Exercise requirements:
Word for word, restate the entries below from their first line through the line that contains "persisted extraction record.".

Provided data:

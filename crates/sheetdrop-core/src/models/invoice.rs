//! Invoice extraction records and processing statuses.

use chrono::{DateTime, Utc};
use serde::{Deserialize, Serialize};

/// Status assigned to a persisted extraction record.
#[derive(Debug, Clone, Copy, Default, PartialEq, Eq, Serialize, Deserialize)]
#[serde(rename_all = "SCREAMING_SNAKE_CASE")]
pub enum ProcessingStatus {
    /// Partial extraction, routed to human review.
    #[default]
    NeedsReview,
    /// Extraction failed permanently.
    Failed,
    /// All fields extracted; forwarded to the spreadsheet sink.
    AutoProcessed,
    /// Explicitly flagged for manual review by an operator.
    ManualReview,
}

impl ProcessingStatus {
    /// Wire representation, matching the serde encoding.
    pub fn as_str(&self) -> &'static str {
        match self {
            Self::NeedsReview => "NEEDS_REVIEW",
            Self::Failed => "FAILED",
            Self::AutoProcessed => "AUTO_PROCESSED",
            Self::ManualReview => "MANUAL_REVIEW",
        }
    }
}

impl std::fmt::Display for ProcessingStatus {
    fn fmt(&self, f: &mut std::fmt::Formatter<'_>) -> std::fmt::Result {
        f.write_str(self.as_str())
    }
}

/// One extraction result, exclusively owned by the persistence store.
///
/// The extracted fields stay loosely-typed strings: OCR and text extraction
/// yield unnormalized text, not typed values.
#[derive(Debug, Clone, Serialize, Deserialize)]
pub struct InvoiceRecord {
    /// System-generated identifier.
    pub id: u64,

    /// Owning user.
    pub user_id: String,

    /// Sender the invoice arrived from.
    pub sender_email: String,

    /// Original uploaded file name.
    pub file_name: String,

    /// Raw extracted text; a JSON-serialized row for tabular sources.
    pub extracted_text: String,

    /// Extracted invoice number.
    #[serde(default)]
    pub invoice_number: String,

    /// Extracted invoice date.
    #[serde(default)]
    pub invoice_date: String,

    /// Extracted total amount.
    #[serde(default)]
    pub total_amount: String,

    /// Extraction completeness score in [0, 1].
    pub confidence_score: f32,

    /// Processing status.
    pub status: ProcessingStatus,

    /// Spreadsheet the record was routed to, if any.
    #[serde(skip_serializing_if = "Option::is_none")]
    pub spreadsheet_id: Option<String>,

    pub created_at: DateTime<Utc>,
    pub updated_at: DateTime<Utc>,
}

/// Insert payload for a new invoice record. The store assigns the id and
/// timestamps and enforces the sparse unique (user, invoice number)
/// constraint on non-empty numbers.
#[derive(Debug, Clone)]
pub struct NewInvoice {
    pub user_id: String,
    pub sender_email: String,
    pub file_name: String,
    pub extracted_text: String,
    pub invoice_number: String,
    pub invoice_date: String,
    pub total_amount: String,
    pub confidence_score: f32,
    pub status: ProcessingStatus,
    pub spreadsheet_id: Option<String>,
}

Problem solution:
filename crates/sheetdrop-core/src/models/invoice.rs
//! Invoice extraction records and processing statuses.

use chrono::{DateTime, Utc};
use serde::{Deserialize, Serialize};

/// Status assigned to a persisted extraction record.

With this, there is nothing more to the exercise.